Efficacy of negative pressure wound therapy using vacuum-assisted closure combined with photon therapy for management of diabetic foot ulcers.

Author information

1
Department of interventional Vascular Surgery, The Tenth People's Hospital affiliated to Tongji University, Tongji University School of Medicine, shanghai, 200072, China, cjr.limaoquan@vip.163.com.
2
Department of interventional Catheter, The Tenth People's Hospital affiliated to Tongji University, Shanghai, 200072, China.
3
Department of Anesthesiology, eastern hospital affiliated to Tongji University, Shanghai, 200120, China.
4
Department of Emergency, The Tenth People's Hospital affiliated to Tongji University, Shanghai, 200072, China, jiangjinxia99@163.com.

Abstract

Background:

Diabetes mellitus, one of the most prevalent chronic metabolic diseases, causes many complications. Among the complications, one of the most common chronic complications is diabetic foot ulcers (DFUs).

Objective:

This study was conducted to investigate the efficacy of negative pressure wound therapy using vacuum-assisted closure (VAC) combined with photon therapy for the management of DFUs.

Patients and methods:

The study included a total of 69 patients with DFUs during the period from January 2014 to December 2015. All patients were diagnosed with DFUs with Wagner's stage 2 or 3 and were divided into two groups - the VAC group in which patients received only VAC and the combined group in which patients received both VAC and photon therapy. Data on duration of the treatment, pre- and postoperative wound surface areas, dressing changing times, pain conditions assessed using visual analog scale scores, recurrence rate and amputation rate were collected.

Results:

Among all patients, 35 patients were divided into the VAC group and 34 patients into the combined group.

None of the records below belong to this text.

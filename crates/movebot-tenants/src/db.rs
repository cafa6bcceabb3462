use rusqlite::Connection;

use crate::error::Result;

/// Initialise the tenants and channel-bindings tables.
///
/// Safe to call on every startup — uses `IF NOT EXISTS` throughout. The
/// partial unique index prevents two active tenants from claiming the same
/// provider account.
pub fn init_db(conn: &Connection) -> Result<()> {
    conn.execute_batch(
        "CREATE TABLE IF NOT EXISTS tenants (
            id         TEXT PRIMARY KEY,
            is_active  INTEGER NOT NULL DEFAULT 1,
            config     TEXT NOT NULL DEFAULT '{}',
            created_at TEXT NOT NULL,
            updated_at TEXT NOT NULL
        );
        CREATE TABLE IF NOT EXISTS channel_bindings (
            tenant_id            TEXT NOT NULL,
            provider             TEXT NOT NULL,
            provider_account_id  TEXT NOT NULL,
            credentials_blob     BLOB NOT NULL,
            is_active            INTEGER NOT NULL DEFAULT 1,
            created_at           TEXT NOT NULL,
            PRIMARY KEY (tenant_id, provider)
        );
        CREATE UNIQUE INDEX IF NOT EXISTS idx_bindings_account
            ON channel_bindings(provider, provider_account_id)
            WHERE is_active = 1;",
    )?;
    Ok(())
}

Areas of foot ulcers for all patients ranged from 5 to 100 cm2. The treatment duration, dressing changing times and the peak value of visual analog scale scores were all significantly lower in the combined group compared with the VAC group (P < 0.05). However, the reduced area for wound surface showed no significant difference between the two groups. Both recurrence and amputation rates showed no significant difference between the two groups of patients.

Conclusion:

Both VAC and VAC combined with photon therapy were effective and safe in the treatment of DFUs, while the combined therapy might have accelerated wound healing, but did not influence the long-term efficacy.

KEYWORDS:

diabetic foot ulcer; photon therapy; vacuum-assisted closure

Conflict of interest statement

Disclosure The authors report no conflicts of interest in this work.